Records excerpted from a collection
┌────────

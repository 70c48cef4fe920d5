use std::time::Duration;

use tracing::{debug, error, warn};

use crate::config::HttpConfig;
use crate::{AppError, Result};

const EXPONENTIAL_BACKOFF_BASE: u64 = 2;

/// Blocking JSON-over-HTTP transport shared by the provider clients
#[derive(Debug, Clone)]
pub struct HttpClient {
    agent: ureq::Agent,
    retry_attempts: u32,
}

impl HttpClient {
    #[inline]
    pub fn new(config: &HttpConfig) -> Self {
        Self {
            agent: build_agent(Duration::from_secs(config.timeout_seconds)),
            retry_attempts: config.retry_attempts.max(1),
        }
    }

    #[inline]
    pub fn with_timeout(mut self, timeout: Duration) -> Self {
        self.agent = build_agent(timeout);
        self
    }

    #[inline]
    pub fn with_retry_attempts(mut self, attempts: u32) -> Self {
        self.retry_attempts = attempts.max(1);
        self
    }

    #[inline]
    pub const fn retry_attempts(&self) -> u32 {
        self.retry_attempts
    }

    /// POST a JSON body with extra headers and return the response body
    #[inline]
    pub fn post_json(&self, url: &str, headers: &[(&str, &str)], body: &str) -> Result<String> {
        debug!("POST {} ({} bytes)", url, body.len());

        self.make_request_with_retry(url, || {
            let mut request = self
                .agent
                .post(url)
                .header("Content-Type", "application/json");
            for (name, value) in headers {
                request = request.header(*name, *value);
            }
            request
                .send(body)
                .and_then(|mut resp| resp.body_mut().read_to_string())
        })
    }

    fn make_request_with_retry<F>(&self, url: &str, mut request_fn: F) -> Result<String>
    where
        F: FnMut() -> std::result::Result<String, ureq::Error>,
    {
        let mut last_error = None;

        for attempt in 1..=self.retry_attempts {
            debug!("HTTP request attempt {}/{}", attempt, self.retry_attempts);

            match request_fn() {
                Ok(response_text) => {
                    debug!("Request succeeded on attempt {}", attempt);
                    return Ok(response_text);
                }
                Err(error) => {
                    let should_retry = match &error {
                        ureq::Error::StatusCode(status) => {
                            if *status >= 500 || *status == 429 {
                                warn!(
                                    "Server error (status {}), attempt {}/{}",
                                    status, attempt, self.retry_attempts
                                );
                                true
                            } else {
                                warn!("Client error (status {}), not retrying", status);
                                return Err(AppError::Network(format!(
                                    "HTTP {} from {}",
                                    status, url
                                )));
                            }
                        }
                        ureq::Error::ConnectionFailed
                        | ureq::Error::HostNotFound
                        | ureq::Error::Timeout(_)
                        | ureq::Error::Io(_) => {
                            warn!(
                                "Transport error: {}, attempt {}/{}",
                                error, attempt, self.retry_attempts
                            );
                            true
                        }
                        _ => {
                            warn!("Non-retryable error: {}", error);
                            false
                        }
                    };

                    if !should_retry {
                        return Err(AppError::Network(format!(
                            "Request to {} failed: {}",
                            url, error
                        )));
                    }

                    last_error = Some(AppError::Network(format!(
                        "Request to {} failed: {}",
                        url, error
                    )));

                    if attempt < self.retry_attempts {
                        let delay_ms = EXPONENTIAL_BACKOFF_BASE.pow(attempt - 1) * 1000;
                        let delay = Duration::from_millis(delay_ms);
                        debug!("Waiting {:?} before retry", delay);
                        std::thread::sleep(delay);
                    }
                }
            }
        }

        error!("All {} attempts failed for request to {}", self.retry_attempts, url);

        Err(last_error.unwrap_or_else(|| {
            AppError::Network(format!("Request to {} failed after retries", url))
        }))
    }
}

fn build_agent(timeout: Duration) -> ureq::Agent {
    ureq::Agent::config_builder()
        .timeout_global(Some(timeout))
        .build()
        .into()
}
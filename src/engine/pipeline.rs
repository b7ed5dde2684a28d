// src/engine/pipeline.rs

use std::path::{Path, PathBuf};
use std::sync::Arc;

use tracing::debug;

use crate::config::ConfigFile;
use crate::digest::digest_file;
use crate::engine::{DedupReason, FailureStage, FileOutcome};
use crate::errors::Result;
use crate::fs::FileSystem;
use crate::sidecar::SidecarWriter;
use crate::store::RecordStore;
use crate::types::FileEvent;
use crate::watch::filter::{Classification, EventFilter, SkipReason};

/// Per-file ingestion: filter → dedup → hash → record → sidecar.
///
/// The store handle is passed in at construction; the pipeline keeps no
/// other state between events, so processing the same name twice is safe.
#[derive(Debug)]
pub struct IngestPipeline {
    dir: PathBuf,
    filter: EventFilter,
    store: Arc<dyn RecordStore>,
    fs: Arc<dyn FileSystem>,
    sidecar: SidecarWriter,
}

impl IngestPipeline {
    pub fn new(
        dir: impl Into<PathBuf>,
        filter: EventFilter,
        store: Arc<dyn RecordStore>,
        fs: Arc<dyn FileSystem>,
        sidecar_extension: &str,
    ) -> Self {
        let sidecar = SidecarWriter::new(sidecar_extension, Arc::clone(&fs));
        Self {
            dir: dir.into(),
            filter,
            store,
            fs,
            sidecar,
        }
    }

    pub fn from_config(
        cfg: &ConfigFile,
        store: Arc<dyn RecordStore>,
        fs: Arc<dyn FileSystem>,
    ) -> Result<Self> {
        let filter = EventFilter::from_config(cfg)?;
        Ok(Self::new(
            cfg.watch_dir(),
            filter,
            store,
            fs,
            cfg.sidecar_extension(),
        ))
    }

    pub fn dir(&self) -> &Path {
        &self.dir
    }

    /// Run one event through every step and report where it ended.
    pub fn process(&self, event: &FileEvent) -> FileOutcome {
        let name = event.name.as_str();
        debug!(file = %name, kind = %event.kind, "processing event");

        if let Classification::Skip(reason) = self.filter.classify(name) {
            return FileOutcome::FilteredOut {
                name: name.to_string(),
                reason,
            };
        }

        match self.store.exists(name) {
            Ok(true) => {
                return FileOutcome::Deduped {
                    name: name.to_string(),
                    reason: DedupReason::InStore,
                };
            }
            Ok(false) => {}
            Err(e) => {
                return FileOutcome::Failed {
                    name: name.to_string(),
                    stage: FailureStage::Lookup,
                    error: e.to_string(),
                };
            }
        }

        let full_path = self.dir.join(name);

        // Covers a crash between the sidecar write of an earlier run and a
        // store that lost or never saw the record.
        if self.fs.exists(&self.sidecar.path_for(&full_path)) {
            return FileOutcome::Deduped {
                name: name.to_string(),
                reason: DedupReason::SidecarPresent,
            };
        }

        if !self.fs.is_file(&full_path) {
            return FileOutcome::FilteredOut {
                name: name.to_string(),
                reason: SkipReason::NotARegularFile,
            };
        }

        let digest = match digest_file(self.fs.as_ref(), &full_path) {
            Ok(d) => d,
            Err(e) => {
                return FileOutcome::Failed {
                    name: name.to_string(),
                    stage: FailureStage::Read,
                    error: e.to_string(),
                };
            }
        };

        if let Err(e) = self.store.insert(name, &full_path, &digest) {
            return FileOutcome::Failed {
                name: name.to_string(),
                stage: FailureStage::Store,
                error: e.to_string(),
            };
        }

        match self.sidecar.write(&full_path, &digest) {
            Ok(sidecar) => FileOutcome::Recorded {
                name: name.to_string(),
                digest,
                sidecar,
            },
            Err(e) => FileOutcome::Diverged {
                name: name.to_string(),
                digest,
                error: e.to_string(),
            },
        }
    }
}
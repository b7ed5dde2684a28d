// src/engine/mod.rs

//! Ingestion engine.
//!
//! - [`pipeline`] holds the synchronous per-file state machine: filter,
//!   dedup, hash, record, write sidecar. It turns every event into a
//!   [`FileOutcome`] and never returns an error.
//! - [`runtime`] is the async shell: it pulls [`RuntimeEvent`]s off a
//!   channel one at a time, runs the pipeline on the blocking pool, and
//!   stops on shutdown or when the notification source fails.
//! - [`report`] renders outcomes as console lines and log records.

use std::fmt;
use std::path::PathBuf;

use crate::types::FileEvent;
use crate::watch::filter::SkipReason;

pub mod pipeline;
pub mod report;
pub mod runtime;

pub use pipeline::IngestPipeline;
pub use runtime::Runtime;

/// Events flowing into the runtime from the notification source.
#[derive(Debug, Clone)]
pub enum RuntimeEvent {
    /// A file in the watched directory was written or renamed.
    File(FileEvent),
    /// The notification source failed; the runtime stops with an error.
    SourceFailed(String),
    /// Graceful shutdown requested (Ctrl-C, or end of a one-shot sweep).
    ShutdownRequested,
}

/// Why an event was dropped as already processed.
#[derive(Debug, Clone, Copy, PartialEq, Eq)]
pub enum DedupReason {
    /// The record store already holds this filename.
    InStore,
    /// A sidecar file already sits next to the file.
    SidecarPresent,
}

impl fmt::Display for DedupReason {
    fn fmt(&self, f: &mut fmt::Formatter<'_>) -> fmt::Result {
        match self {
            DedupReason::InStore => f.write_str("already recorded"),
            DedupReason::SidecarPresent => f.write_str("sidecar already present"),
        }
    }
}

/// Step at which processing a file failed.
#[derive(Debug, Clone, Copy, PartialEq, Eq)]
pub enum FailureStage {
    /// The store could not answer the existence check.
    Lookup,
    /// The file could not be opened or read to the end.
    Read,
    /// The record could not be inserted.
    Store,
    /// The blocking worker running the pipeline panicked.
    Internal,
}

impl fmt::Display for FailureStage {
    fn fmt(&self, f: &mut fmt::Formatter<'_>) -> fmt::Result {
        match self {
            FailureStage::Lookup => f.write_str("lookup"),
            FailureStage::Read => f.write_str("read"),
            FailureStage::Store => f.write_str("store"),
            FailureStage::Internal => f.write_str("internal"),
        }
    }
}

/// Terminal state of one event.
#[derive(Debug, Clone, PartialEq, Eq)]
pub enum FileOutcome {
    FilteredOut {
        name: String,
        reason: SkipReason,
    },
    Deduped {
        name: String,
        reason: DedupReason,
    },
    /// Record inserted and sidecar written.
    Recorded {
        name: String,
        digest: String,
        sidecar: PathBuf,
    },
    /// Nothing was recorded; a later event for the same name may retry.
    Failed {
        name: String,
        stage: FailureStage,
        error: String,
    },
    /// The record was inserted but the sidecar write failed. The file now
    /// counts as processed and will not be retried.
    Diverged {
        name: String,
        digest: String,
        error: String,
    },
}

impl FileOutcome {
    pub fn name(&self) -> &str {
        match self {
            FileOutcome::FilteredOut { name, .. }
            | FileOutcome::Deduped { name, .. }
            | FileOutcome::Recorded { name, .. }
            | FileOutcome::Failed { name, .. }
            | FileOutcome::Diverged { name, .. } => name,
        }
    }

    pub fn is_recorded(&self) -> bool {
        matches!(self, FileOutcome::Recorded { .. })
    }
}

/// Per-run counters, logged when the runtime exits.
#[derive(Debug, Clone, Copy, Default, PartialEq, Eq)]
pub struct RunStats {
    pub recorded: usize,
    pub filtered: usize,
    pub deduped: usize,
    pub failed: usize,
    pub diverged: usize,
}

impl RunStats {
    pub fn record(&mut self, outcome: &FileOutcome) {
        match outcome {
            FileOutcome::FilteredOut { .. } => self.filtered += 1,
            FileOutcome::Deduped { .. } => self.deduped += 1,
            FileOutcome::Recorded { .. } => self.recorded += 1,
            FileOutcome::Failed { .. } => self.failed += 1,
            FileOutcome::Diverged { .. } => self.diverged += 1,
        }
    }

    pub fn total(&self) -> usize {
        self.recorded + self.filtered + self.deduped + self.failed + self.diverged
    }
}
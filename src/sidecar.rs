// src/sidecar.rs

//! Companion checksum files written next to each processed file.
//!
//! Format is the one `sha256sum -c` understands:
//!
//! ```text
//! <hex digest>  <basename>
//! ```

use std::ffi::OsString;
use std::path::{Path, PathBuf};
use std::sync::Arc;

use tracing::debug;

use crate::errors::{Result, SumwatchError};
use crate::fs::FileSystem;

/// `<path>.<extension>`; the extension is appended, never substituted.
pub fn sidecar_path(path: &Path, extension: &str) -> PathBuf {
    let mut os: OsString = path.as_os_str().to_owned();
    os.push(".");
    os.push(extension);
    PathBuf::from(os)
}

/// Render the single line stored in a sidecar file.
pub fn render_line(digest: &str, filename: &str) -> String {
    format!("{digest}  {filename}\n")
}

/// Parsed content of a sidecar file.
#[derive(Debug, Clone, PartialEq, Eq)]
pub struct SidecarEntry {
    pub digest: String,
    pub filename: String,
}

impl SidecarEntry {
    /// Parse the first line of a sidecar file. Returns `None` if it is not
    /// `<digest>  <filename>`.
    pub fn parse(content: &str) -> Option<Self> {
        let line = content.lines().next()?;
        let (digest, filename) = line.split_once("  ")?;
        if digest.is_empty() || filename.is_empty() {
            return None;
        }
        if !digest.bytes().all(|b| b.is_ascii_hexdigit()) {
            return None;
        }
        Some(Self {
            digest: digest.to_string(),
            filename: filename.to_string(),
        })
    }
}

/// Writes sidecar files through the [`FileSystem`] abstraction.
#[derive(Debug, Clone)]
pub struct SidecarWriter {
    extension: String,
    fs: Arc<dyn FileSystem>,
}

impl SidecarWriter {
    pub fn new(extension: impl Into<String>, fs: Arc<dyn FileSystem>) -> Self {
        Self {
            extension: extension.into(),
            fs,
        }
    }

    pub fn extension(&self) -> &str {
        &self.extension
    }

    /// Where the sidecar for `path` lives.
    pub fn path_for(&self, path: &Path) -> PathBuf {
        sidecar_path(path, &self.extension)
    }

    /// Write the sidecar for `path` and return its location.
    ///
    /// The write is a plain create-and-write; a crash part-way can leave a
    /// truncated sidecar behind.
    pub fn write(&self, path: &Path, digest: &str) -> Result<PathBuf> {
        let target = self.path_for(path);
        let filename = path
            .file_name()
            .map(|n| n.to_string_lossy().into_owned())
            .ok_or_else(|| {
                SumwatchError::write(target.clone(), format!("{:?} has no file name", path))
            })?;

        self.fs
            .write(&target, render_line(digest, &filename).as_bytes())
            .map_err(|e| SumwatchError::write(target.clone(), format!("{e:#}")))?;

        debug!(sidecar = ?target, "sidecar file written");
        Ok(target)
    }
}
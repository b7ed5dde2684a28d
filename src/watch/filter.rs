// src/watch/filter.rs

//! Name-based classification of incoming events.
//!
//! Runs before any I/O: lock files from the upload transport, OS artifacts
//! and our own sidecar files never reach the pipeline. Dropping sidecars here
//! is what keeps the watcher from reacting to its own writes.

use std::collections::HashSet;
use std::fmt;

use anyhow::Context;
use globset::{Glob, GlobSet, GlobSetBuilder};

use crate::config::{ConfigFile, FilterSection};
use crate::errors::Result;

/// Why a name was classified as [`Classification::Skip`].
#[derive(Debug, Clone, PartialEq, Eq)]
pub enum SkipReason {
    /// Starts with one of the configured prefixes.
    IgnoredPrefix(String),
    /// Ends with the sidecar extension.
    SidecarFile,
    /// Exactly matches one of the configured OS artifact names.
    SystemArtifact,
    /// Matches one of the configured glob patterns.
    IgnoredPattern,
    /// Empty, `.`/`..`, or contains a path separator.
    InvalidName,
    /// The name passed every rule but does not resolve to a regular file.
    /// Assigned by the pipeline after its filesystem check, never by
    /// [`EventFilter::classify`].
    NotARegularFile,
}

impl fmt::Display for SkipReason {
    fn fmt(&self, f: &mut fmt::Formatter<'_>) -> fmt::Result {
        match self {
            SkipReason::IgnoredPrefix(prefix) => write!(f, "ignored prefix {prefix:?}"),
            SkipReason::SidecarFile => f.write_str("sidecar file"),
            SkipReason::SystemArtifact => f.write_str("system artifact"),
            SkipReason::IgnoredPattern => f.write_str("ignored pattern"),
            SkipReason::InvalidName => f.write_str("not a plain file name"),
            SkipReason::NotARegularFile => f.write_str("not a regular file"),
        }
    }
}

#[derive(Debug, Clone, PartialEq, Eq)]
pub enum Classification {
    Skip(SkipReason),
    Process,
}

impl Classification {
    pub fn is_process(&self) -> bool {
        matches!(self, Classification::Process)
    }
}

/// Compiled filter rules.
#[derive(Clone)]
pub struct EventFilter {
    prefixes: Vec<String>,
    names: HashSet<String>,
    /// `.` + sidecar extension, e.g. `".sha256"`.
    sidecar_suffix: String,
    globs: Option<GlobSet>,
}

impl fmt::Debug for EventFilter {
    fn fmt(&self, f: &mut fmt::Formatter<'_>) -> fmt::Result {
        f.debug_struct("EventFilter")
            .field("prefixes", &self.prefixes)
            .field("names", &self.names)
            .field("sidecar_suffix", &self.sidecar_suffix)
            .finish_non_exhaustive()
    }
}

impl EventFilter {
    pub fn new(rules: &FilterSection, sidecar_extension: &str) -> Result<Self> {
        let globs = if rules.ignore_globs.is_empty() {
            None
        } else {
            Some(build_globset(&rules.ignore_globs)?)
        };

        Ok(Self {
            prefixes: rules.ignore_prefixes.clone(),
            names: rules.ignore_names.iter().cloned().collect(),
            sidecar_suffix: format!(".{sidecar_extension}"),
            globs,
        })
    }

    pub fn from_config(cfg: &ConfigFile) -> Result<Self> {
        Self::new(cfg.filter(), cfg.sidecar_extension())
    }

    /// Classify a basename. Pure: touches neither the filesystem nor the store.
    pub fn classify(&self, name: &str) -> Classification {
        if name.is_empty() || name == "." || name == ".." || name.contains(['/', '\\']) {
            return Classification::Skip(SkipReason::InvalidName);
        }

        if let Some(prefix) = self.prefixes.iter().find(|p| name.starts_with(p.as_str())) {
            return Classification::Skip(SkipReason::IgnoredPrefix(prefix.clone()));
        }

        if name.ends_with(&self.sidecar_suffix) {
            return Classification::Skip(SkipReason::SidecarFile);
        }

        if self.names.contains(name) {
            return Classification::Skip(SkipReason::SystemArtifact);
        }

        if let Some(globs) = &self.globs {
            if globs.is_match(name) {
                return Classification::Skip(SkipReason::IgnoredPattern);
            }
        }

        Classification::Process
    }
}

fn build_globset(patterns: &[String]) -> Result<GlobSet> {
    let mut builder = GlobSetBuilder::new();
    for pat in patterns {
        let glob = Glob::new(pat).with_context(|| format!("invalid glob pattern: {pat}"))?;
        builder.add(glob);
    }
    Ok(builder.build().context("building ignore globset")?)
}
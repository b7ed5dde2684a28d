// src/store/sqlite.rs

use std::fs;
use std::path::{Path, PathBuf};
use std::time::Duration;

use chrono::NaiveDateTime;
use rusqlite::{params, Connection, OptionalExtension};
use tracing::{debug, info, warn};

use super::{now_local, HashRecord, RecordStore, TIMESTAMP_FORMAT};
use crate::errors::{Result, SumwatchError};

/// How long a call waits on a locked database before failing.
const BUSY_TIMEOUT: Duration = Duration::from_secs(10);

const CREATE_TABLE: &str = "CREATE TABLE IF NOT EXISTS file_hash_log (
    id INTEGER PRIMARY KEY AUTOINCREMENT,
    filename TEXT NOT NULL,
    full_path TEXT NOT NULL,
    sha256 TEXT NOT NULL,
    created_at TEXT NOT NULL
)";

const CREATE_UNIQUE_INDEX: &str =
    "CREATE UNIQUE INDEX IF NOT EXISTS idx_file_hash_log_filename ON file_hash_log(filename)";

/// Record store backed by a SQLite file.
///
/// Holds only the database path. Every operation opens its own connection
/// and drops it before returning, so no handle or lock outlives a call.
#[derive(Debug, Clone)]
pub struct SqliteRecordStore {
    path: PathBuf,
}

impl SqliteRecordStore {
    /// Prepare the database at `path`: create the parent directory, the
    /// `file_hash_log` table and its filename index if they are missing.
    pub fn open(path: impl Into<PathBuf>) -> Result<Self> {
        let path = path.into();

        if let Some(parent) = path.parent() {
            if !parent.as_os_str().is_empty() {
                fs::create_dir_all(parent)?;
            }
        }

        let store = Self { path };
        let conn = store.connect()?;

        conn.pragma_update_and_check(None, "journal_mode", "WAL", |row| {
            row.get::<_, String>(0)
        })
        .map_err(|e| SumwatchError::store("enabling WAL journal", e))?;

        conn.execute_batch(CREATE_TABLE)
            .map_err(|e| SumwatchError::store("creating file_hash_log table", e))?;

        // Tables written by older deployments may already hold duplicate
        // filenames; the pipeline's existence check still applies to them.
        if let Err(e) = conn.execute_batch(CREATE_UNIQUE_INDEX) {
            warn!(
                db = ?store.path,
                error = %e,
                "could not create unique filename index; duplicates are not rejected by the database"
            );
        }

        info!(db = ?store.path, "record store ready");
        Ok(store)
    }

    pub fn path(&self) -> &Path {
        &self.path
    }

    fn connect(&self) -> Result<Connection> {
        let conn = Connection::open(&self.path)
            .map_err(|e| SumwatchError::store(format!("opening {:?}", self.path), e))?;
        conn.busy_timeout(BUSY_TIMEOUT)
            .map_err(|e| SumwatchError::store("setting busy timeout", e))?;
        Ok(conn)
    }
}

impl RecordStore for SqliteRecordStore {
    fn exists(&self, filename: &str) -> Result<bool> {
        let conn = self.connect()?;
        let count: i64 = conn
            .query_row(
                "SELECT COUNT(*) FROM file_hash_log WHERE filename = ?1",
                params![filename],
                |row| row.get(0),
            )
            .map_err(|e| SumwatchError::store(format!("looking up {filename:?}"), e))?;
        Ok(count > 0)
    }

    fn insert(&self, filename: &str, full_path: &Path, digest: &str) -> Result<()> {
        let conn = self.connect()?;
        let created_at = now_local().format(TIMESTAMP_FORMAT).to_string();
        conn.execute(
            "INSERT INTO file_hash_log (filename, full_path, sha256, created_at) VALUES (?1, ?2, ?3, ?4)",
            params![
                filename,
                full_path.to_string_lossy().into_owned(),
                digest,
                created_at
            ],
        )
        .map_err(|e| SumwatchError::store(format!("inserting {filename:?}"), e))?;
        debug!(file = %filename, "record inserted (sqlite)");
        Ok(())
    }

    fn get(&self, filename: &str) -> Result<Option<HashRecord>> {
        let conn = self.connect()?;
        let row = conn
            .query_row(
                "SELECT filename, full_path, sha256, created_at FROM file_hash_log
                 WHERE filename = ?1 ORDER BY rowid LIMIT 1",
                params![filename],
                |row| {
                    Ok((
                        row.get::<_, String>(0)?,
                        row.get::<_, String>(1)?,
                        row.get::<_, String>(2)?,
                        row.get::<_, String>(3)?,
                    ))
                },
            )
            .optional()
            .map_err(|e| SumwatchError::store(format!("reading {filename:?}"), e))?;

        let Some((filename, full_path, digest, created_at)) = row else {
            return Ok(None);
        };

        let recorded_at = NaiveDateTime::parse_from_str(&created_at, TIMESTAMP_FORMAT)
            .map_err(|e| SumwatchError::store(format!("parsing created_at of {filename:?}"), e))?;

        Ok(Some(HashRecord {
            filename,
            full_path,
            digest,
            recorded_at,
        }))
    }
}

└────────

• _Instructions to follow_:
In the entries above, count the lines that contain the string "SidecarEntry" and reply with the number only.

• _Response_:
2